══ Material provided

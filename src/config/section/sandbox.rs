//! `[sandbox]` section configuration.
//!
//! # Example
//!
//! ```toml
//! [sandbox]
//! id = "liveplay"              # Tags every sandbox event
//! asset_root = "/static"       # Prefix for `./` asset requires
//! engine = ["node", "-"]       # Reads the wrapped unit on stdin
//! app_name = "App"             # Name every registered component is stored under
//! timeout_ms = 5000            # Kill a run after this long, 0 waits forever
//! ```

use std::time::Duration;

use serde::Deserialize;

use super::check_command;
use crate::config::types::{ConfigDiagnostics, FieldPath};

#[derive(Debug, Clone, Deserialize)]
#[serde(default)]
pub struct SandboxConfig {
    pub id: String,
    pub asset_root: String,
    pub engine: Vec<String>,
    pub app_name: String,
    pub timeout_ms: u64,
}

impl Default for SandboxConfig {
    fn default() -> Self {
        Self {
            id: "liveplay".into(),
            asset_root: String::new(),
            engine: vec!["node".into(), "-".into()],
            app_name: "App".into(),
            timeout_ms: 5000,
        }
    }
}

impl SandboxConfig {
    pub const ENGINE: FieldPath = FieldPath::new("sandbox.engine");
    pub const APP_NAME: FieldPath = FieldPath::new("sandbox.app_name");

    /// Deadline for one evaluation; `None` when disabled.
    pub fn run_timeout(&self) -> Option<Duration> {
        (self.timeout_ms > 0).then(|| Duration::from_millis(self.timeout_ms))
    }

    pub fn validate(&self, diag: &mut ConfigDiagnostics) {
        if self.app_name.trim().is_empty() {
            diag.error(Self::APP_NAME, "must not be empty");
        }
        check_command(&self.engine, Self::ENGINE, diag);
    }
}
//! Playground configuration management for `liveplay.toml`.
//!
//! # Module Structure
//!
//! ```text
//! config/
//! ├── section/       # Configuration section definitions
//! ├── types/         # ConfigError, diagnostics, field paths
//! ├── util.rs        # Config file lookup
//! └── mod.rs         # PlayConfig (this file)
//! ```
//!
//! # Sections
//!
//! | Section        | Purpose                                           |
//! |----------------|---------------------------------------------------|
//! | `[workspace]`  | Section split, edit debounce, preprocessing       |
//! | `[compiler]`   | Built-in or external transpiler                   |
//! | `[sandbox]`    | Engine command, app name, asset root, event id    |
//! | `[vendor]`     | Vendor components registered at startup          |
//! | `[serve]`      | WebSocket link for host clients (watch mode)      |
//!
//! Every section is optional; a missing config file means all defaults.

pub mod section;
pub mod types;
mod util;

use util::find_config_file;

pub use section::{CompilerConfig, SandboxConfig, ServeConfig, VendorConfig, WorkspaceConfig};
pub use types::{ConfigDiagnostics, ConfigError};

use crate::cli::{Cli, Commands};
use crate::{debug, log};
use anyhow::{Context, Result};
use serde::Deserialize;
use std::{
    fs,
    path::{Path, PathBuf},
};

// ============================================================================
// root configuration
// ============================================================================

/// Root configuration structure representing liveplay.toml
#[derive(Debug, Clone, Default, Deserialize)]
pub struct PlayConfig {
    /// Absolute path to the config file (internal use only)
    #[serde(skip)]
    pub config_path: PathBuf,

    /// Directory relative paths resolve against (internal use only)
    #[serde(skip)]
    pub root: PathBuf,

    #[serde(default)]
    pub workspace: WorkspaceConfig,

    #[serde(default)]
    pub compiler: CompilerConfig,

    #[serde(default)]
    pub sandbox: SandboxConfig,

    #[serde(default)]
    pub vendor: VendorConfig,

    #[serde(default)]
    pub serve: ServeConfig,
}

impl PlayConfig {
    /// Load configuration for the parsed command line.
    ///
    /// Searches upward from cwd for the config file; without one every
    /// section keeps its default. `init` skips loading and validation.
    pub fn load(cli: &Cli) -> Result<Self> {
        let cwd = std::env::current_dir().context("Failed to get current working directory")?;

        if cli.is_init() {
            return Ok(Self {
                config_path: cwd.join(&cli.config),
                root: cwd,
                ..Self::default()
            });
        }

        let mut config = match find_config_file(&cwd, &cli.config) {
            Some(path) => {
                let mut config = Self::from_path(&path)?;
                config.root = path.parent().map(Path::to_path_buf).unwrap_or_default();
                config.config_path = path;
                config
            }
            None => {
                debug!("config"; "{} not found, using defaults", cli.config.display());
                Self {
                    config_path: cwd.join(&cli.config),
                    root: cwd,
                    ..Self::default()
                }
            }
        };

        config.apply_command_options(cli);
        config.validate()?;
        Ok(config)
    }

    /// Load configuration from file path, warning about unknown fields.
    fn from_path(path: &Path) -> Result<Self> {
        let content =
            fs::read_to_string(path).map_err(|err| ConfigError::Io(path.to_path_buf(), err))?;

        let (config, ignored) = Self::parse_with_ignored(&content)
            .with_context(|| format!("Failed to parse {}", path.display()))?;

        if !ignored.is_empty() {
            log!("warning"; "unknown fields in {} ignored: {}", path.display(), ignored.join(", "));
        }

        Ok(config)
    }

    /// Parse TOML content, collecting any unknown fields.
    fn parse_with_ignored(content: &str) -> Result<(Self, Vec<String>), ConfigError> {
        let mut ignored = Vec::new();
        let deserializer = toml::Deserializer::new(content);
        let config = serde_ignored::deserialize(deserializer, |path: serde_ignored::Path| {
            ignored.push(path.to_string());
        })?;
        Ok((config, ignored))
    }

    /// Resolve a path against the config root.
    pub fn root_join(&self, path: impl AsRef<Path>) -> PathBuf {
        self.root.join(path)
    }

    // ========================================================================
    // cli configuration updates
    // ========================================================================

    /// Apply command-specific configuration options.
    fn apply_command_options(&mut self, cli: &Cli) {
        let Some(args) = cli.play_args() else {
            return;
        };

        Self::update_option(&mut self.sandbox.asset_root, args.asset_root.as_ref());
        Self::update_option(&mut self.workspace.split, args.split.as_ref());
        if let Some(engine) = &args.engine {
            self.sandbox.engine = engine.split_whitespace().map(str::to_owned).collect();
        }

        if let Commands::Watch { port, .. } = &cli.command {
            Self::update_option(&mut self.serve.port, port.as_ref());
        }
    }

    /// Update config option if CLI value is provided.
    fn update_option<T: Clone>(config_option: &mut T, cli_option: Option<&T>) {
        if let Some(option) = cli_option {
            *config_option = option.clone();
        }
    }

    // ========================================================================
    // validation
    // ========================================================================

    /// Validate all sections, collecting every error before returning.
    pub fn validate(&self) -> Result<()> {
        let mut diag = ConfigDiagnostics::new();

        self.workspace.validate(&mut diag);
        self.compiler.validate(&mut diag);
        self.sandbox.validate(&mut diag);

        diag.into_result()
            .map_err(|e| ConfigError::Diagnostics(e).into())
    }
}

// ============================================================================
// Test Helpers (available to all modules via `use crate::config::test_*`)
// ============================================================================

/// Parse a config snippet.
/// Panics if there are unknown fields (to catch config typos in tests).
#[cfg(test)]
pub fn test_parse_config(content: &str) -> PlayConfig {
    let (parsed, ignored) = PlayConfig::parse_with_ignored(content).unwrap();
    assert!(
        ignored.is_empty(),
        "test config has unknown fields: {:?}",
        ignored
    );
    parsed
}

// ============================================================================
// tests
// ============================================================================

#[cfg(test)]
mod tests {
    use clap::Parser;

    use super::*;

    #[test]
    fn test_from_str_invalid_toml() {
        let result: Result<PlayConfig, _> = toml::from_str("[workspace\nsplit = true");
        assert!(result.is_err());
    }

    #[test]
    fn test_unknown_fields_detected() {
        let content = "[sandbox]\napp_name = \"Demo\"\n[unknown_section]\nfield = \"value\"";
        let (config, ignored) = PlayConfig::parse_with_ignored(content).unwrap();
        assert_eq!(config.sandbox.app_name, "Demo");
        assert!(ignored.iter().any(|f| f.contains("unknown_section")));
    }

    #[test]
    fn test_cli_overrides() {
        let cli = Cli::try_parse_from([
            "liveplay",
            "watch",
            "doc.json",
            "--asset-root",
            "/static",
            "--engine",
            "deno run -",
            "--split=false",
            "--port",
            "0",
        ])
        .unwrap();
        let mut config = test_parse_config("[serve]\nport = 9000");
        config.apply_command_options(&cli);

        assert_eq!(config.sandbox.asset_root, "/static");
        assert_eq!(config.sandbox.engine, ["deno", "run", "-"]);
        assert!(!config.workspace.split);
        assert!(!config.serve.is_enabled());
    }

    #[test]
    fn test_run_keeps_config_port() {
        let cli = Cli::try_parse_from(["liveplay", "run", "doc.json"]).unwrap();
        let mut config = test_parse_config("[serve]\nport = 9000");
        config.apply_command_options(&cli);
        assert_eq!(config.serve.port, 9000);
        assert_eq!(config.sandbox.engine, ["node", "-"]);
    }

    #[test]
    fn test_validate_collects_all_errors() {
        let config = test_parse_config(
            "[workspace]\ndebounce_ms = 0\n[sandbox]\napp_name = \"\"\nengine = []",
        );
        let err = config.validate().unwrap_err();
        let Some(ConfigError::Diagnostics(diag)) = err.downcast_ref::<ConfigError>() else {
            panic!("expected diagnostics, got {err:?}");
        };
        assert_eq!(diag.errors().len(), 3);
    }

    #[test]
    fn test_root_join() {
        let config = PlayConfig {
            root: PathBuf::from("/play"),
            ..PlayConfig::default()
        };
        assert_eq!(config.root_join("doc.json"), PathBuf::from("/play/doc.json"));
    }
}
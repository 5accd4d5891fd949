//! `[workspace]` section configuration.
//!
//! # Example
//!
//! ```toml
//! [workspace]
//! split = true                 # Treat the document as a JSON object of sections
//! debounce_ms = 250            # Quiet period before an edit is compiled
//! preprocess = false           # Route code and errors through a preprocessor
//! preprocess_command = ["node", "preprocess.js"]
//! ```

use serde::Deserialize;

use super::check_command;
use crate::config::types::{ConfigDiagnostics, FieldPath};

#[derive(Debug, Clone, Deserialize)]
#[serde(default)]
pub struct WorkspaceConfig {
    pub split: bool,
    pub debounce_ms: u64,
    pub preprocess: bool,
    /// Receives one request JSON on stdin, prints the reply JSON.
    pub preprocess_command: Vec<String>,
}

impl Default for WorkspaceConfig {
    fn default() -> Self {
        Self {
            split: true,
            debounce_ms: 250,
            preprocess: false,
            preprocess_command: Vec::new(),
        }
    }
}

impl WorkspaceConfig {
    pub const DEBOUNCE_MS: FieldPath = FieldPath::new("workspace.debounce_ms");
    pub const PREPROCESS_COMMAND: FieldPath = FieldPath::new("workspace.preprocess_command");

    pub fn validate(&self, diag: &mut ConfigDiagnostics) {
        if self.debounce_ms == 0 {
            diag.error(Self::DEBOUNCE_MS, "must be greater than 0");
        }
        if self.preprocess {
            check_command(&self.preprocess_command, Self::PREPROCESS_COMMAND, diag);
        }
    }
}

════

**Required work:** Please report every line of the listing that contains the string "display".

**Task result:**
                debug!("config"; "{} not found, using defaults", cli.config.display());
            .with_context(|| format!("Failed to parse {}", path.display()))?;
            log!("warning"; "unknown fields in {} ignored: {}", path.display(), ignored.join(", "));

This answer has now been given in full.